Marion Township is one of the thirteen townships of Clinton County, Ohio, United States. The 2020 census reported 5,520 people living in the township.

==Geography==
Located in the southwest corner of the county, it borders the following townships:
- Vernon Township - north
- Washington Township - northeast
- Jefferson Township - east
- Perry Township, Brown County - south
- Wayne Township, Clermont County - southwest
- Harlan Township, Warren County - west

The entire township lies in the Virginia Military District.

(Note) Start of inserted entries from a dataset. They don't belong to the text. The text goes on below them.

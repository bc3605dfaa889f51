//! Service tests for webserver

pub mod artifact_store;
pub mod token_verifier;
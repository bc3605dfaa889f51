//! WebServer-specific types

use chrono::{DateTime, Utc};
use serde::{Deserialize, Serialize};
use uuid::Uuid;

use shared::{DrillRequirements, Recommendation, ValidatedDrill, ValidatedPlan};

/// User id requests run under when authentication is optional
pub const ANONYMOUS_USER: &str = "anonymous";

/// The caller behind a request
#[derive(Debug, Clone, PartialEq, Eq, Serialize, Deserialize)]
pub struct Identity {
    #[serde(alias = "uid", alias = "sub")]
    pub user_id: String,
}

impl Identity {
    pub fn new(user_id: impl Into<String>) -> Self {
        Self { user_id: user_id.into() }
    }

    pub fn anonymous() -> Self {
        Self::new(ANONYMOUS_USER)
    }

    pub fn is_anonymous(&self) -> bool {
        self.user_id == ANONYMOUS_USER
    }
}

/// Which generated artifact a record holds
#[derive(Debug, Clone, PartialEq, Serialize, Deserialize)]
#[serde(tag = "type", content = "content", rename_all = "lowercase")]
pub enum StoredArtifact {
    Drill(ValidatedDrill),
    Plan(ValidatedPlan),
}

impl StoredArtifact {
    pub fn name(&self) -> &str {
        match self {
            StoredArtifact::Drill(drill) => &drill.name,
            StoredArtifact::Plan(plan) => &plan.name,
        }
    }
}

#[derive(Debug, Clone, PartialEq, Serialize, Deserialize)]
pub struct ArtifactRecord {
    pub id: Uuid,
    pub user_id: String,
    pub created_at: DateTime<Utc>,
    pub artifact: StoredArtifact,
}

impl ArtifactRecord {
    pub fn new(user_id: impl Into<String>, artifact: StoredArtifact, created_at: DateTime<Utc>) -> Self {
        Self {
            id: Uuid::new_v4(),
            user_id: user_id.into(),
            created_at,
            artifact,
        }
    }
}

/// Body returned by the drill route
#[derive(Debug, Clone, Serialize, Deserialize)]
pub struct DrillResponse {
    pub id: Uuid,
    pub user_id: String,
    pub drill: ValidatedDrill,
    pub algorithm: String,
    pub generated_at: DateTime<Utc>,
    pub model_version: String,
    pub requirements: DrillRequirements,
}

/// Body returned by the plan route
#[derive(Debug, Clone, Serialize, Deserialize)]
pub struct PlanResponse {
    pub id: Uuid,
    pub user_id: String,
    pub plan: ValidatedPlan,
    pub algorithm: String,
    pub generated_at: DateTime<Utc>,
    pub model_version: String,
}

/// Body returned by the recommendation route
#[derive(Debug, Clone, Serialize, Deserialize)]
pub struct RecommendationResponse {
    pub user_id: String,
    pub recommendations: Vec<Recommendation>,
    pub generated_at: DateTime<Utc>,
}

#[cfg(test)]
mod tests {
    use super::*;

    #[test]
    fn test_identity_accepts_provider_field_names() {
        let identity: Identity = serde_json::from_str(r#"{"uid": "u-17"}"#).unwrap();
        assert_eq!(identity, Identity::new("u-17"));
        let identity: Identity = serde_json::from_str(r#"{"sub": "u-18"}"#).unwrap();
        assert_eq!(identity.user_id, "u-18");
        assert!(Identity::anonymous().is_anonymous());
    }
}
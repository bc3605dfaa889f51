//! Shared types for the training content service
//!
//! Contains the domain model shared by the generator, the recommender and the
//! webserver, plus the cross-cutting pieces every crate needs: error type,
//! logging setup, clock and TTL cache.

pub mod cache;
pub mod clock;
pub mod errors;
pub mod logging;
pub mod types;

pub use cache::{CooldownGate, TtlCache};
pub use clock::{Clock, FixedClock, SystemClock};
pub use errors::*;
pub use types::*;
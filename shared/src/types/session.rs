//! Training history as reported by the app

use chrono::{DateTime, Utc};
use serde::{Deserialize, Serialize};

use super::SkillCategory;
use crate::errors::{SharedError, SharedResult};

/// Ratings and difficulties share the app's 1 to 5 scale
pub const MIN_SCALE: u8 = 1;
pub const MAX_SCALE: u8 = 5;

/// One completed training session
#[derive(Debug, Clone, PartialEq, Serialize, Deserialize)]
pub struct SessionSummary {
    pub date: DateTime<Utc>,
    #[serde(alias = "duration")]
    pub duration_minutes: u32,
    #[serde(alias = "overallRating")]
    pub overall_rating: u8,
    #[serde(default)]
    pub exercises: Vec<ExerciseRecord>,
}

/// An exercise performed inside a session
#[derive(Debug, Clone, PartialEq, Serialize, Deserialize)]
pub struct ExerciseRecord {
    #[serde(alias = "id", alias = "exerciseId")]
    pub exercise_id: String,
    pub name: String,
    pub category: SkillCategory,
    #[serde(default, alias = "targetSkills", alias = "skills")]
    pub target_skills: Vec<String>,
    #[serde(alias = "rating", alias = "performanceRating")]
    pub performance_rating: u8,
    #[serde(default = "default_difficulty")]
    pub difficulty: u8,
    #[serde(default)]
    pub notes: Option<String>,
}

fn default_difficulty() -> u8 {
    3
}

/// Fails on the first value outside the 1 to 5 scale
pub fn check_scale(field: impl Into<String>, value: u8) -> SharedResult<()> {
    if (MIN_SCALE..=MAX_SCALE).contains(&value) {
        return Ok(());
    }
    Err(SharedError::OutOfRange {
        field: field.into(),
        value: i64::from(value),
        min: i64::from(MIN_SCALE),
        max: i64::from(MAX_SCALE),
    })
}

/// Check every rating and difficulty in a training history
pub fn check_sessions(sessions: &[SessionSummary]) -> SharedResult<()> {
    for (i, session) in sessions.iter().enumerate() {
        check_scale(format!("recent_sessions[{i}].overall_rating"), session.overall_rating)?;
        for (j, exercise) in session.exercises.iter().enumerate() {
            let prefix = format!("recent_sessions[{i}].exercises[{j}]");
            check_scale(format!("{prefix}.performance_rating"), exercise.performance_rating)?;
            check_scale(format!("{prefix}.difficulty"), exercise.difficulty)?;
        }
    }
    Ok(())
}

/// Player reaction to a previously generated drill
#[derive(Debug, Clone, Default, PartialEq, Serialize, Deserialize)]
#[serde(default)]
pub struct DrillFeedback {
    #[serde(alias = "drillName")]
    pub drill_name: Option<String>,
    pub rating: u8,
    #[serde(alias = "difficultyFeedback")]
    pub difficulty_feedback: Option<String>,
    #[serde(alias = "feedbackType")]
    pub feedback_type: Option<String>,
    pub notes: Option<String>,
}
//! Typed stage outputs and the transitions between them

use std::fmt;

use serde::{Deserialize, Serialize};
use serde_json::Value;
use shared::{ElementKind, PathStyle, ValidatedDrill};

use crate::error::{GeneratorError, GeneratorResult};
use crate::types::{RefereeIssue, Stage};

/// Bumped whenever a stage artifact changes shape
pub const ARTIFACT_SCHEMA_VERSION: u32 = 1;

/// Bumped whenever [`DrillPattern`] gains or loses a variant
pub const PATTERN_CATALOG_VERSION: u32 = 1;

#[derive(Debug, Clone, Copy, Default, PartialEq, Eq, Serialize, Deserialize)]
#[serde(rename_all = "lowercase")]
pub enum DifficultyCalibration {
    #[default]
    Maintain,
    Easier,
    Harder,
}

impl DifficultyCalibration {
    pub fn as_str(&self) -> &'static str {
        match self {
            DifficultyCalibration::Maintain => "maintain",
            DifficultyCalibration::Easier => "easier",
            DifficultyCalibration::Harder => "harder",
        }
    }
}

/// Scout output: what to work on and why
#[derive(Debug, Clone, PartialEq, Serialize, Deserialize)]
pub struct ScoutConcept {
    pub primary_weakness: String,
    pub drill_archetype: String,
    #[serde(default)]
    pub difficulty_calibration: DifficultyCalibration,
    #[serde(default)]
    pub reasoning: String,
}

/// Closed catalog of spatial layouts the Coach may choose from
#[derive(Debug, Clone, Copy, PartialEq, Eq, Hash, Serialize, Deserialize)]
#[serde(rename_all = "kebab-case")]
pub enum DrillPattern {
    Linear,
    Zigzag,
    Grid,
    Diamond,
    RondoCircle,
    Channel,
    OverlapRun,
    WallPassSequence,
    Triangle,
    Gates,
}

impl DrillPattern {
    pub const CATALOG: [DrillPattern; 10] = [
        DrillPattern::Linear,
        DrillPattern::Zigzag,
        DrillPattern::Grid,
        DrillPattern::Diamond,
        DrillPattern::RondoCircle,
        DrillPattern::Channel,
        DrillPattern::OverlapRun,
        DrillPattern::WallPassSequence,
        DrillPattern::Triangle,
        DrillPattern::Gates,
    ];

    pub fn as_str(&self) -> &'static str {
        match self {
            DrillPattern::Linear => "linear",
            DrillPattern::Zigzag => "zigzag",
            DrillPattern::Grid => "grid",
            DrillPattern::Diamond => "diamond",
            DrillPattern::RondoCircle => "rondo-circle",
            DrillPattern::Channel => "channel",
            DrillPattern::OverlapRun => "overlap-run",
            DrillPattern::WallPassSequence => "wall-pass-sequence",
            DrillPattern::Triangle => "triangle",
            DrillPattern::Gates => "gates",
        }
    }

    /// `a|b|c` list used in prompts
    pub fn catalog_choices() -> String {
        Self::CATALOG.iter().map(|p| p.as_str()).collect::<Vec<_>>().join("|")
    }
}

impl fmt::Display for DrillPattern {
    fn fmt(&self, f: &mut fmt::Formatter<'_>) -> fmt::Result {
        f.write_str(self.as_str())
    }
}

#[derive(Debug, Clone, PartialEq, Serialize, Deserialize)]
pub struct PlacementRule {
    #[serde(rename = "type")]
    pub kind: ElementKind,
    pub label: String,
    pub x: f64,
    pub y: f64,
    #[serde(default)]
    pub purpose: String,
}

#[derive(Debug, Clone, PartialEq, Serialize, Deserialize)]
pub struct PlannedPath {
    pub from: String,
    pub to: String,
    pub action: PathStyle,
    #[serde(default)]
    pub detail: String,
}

/// Coach output: layout the Writer must flesh out
#[derive(Debug, Clone, PartialEq, Serialize, Deserialize)]
pub struct CoachBlueprint {
    pub pattern_type: DrillPattern,
    pub equipment_placement: Vec<PlacementRule>,
    #[serde(default)]
    pub movement_paths: Vec<PlannedPath>,
    #[serde(default)]
    pub weakness_address: String,
}

/// Writer output, kept untyped until the Referee has checked it
#[derive(Debug, Clone, PartialEq)]
pub struct DrillDraft(pub Value);

#[derive(Debug, Clone, PartialEq)]
pub enum Verdict {
    Accepted(Box<ValidatedDrill>),
    Rejected(Vec<RefereeIssue>),
}

/// What one stage hands to the next
#[derive(Debug, Clone, PartialEq)]
pub enum StageArtifact {
    Concept { schema_version: u32, concept: ScoutConcept },
    Blueprint { schema_version: u32, blueprint: CoachBlueprint },
    Draft { schema_version: u32, draft: DrillDraft },
    Verdict { schema_version: u32, verdict: Verdict },
}

impl StageArtifact {
    pub fn concept(concept: ScoutConcept) -> Self {
        StageArtifact::Concept { schema_version: ARTIFACT_SCHEMA_VERSION, concept }
    }

    pub fn blueprint(blueprint: CoachBlueprint) -> Self {
        StageArtifact::Blueprint { schema_version: ARTIFACT_SCHEMA_VERSION, blueprint }
    }

    pub fn draft(draft: DrillDraft) -> Self {
        StageArtifact::Draft { schema_version: ARTIFACT_SCHEMA_VERSION, draft }
    }

    pub fn verdict(verdict: Verdict) -> Self {
        StageArtifact::Verdict { schema_version: ARTIFACT_SCHEMA_VERSION, verdict }
    }

    /// Stage that produces this artifact
    pub fn stage(&self) -> Stage {
        match self {
            StageArtifact::Concept { .. } => Stage::Scout,
            StageArtifact::Blueprint { .. } => Stage::Coach,
            StageArtifact::Draft { .. } => Stage::Writer,
            StageArtifact::Verdict { .. } => Stage::Referee,
        }
    }

    pub fn schema_version(&self) -> u32 {
        match self {
            StageArtifact::Concept { schema_version, .. }
            | StageArtifact::Blueprint { schema_version, .. }
            | StageArtifact::Draft { schema_version, .. }
            | StageArtifact::Verdict { schema_version, .. } => *schema_version,
        }
    }
}

/// Where a drill run stands
#[derive(Debug, Clone, PartialEq)]
pub enum PipelineState {
    Scout,
    Coach {
        concept: ScoutConcept,
    },
    Writer {
        concept: ScoutConcept,
        blueprint: CoachBlueprint,
        /// Issues from a rejected first draft; `Some` means this is the regeneration
        revision: Option<Vec<RefereeIssue>>,
    },
    Referee {
        concept: ScoutConcept,
        blueprint: CoachBlueprint,
        draft: DrillDraft,
        regenerated: bool,
    },
    Accepted(Box<ValidatedDrill>),
    RejectedFinal(Vec<RefereeIssue>),
}

impl PipelineState {
    /// Stage to run next, `None` once terminal
    pub fn stage(&self) -> Option<Stage> {
        match self {
            PipelineState::Scout => Some(Stage::Scout),
            PipelineState::Coach { .. } => Some(Stage::Coach),
            PipelineState::Writer { .. } => Some(Stage::Writer),
            PipelineState::Referee { .. } => Some(Stage::Referee),
            PipelineState::Accepted(_) | PipelineState::RejectedFinal(_) => None,
        }
    }

    pub fn is_terminal(&self) -> bool {
        self.stage().is_none()
    }

    /// Feed the artifact of the current stage and move on.
    ///
    /// A first Referee rejection sends the run back to the Writer with the
    /// issue list; a rejection of the regenerated draft is final.
    pub fn advance(self, artifact: StageArtifact) -> GeneratorResult<PipelineState> {
        if artifact.schema_version() != ARTIFACT_SCHEMA_VERSION {
            return Err(GeneratorError::InvalidTransition {
                stage: artifact.stage(),
                message: format!(
                    "artifact schema v{} does not match v{}",
                    artifact.schema_version(),
                    ARTIFACT_SCHEMA_VERSION
                ),
            });
        }

        match (self, artifact) {
            (PipelineState::Scout, StageArtifact::Concept { concept, .. }) => Ok(PipelineState::Coach { concept }),
            (PipelineState::Coach { concept }, StageArtifact::Blueprint { blueprint, .. }) => Ok(PipelineState::Writer {
                concept,
                blueprint,
                revision: None,
            }),
            (
                PipelineState::Writer {
                    concept,
                    blueprint,
                    revision,
                },
                StageArtifact::Draft { draft, .. },
            ) => Ok(PipelineState::Referee {
                concept,
                blueprint,
                draft,
                regenerated: revision.is_some(),
            }),
            (PipelineState::Referee { .. }, StageArtifact::Verdict { verdict: Verdict::Accepted(drill), .. }) => {
                Ok(PipelineState::Accepted(drill))
            }
            (
                PipelineState::Referee {
                    concept,
                    blueprint,
                    regenerated: false,
                    ..
                },
                StageArtifact::Verdict { verdict: Verdict::Rejected(issues), .. },
            ) => Ok(PipelineState::Writer {
                concept,
                blueprint,
                revision: Some(issues),
            }),
            (PipelineState::Referee { regenerated: true, .. }, StageArtifact::Verdict { verdict: Verdict::Rejected(issues), .. }) => {
                Ok(PipelineState::RejectedFinal(issues))
            }
            (state, artifact) => Err(GeneratorError::InvalidTransition {
                stage: artifact.stage(),
                message: format!("{} artifact cannot follow state {:?}", artifact.stage(), state.stage()),
            }),
        }
    }
}

#[cfg(test)]
mod tests {
    use super::*;
    use assert_matches::assert_matches;
    use serde_json::json;

    fn concept() -> ScoutConcept {
        ScoutConcept {
            primary_weakness: "first touch under pressure".into(),
            drill_archetype: "receive and turn".into(),
            difficulty_calibration: DifficultyCalibration::Maintain,
            reasoning: "asked for it".into(),
        }
    }

    fn blueprint() -> CoachBlueprint {
        CoachBlueprint {
            pattern_type: DrillPattern::Triangle,
            equipment_placement: Vec::new(),
            movement_paths: Vec::new(),
            weakness_address: String::new(),
        }
    }

    fn issue() -> RefereeIssue {
        RefereeIssue::new("spatial", "cone B outside field", "move B inside")
    }

    fn at_referee() -> PipelineState {
        PipelineState::Scout
            .advance(StageArtifact::concept(concept()))
            .and_then(|s| s.advance(StageArtifact::blueprint(blueprint())))
            .and_then(|s| s.advance(StageArtifact::draft(DrillDraft(json!({})))))
            .unwrap()
    }

    #[test]
    fn test_pattern_outside_catalog_does_not_parse() {
        let raw = json!({"pattern_type": "free", "equipment_placement": []});
        assert!(serde_json::from_value::<CoachBlueprint>(raw).is_err());

        let raw = json!({"pattern_type": "wall-pass-sequence", "equipment_placement": []});
        assert_eq!(
            serde_json::from_value::<CoachBlueprint>(raw).unwrap().pattern_type,
            DrillPattern::WallPassSequence
        );
    }

    #[test]
    fn test_one_rejection_returns_to_writer_with_issues() {
        let state = at_referee()
            .advance(StageArtifact::verdict(Verdict::Rejected(vec![issue()])))
            .unwrap();
        assert_matches!(state, PipelineState::Writer { revision: Some(ref issues), .. } if issues.len() == 1);
    }

    #[test]
    fn test_second_rejection_is_final() {
        let state = at_referee()
            .advance(StageArtifact::verdict(Verdict::Rejected(vec![issue()])))
            .and_then(|s| s.advance(StageArtifact::draft(DrillDraft(json!({})))))
            .unwrap();
        assert_matches!(state, PipelineState::Referee { regenerated: true, .. });

        let state = state
            .advance(StageArtifact::verdict(Verdict::Rejected(vec![issue()])))
            .unwrap();
        assert_matches!(state, PipelineState::RejectedFinal(ref issues) if issues[0].check == "spatial");
        assert!(state.is_terminal());
    }

    #[test]
    fn test_out_of_order_artifact_is_rejected() {
        let result = PipelineState::Scout.advance(StageArtifact::blueprint(blueprint()));
        assert_matches!(result, Err(GeneratorError::InvalidTransition { stage: Stage::Coach, .. }));

        let stale = StageArtifact::Concept { schema_version: 0, concept: concept() };
        assert_matches!(PipelineState::Scout.advance(stale), Err(GeneratorError::InvalidTransition { .. }));
    }
}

Most of the village of Blanchester is located in western Marion Township.

==Name and history==
Marion Township was established in 1830.

It is one of twelve Marion Townships statewide.

===Historic population figures===

| Year | Marion Township | Blanchester Village | |
| 1910 | 2,533 | 1,813 | |
| 1920 | 2,324 | 1,676 | |
| 1930 | 2,192 | 1,597 | |
| 1940 | 2,404 | 1,785 | |
| 1950 | 2,749 | 2,109 | |
| 1960 | 3,853 | 2,944 | |
| 1970 | 1,412 | 3,080 | |
| 1980 | 2,107 | 3,207 | |
| 1990 | 5,186 | 4,206 | |
| 2000 | 5,489 | 4,220 | |
| 2010 | 5,394 | 4,243 | |

==Government==
The township is governed by a three-member board of trustees, who are elected in November of odd-numbered years to a four-year term beginning on the following January 1. Two are elected in the year after the presidential election and one is elected in the year before it. There is also an elected township fiscal officer, who serves a four-year term beginning on April 1 of the year after the election, which is held in November of the year before the presidential election. Vacancies in the fiscal officership or on the board of trustees are filled by the remaining trustees.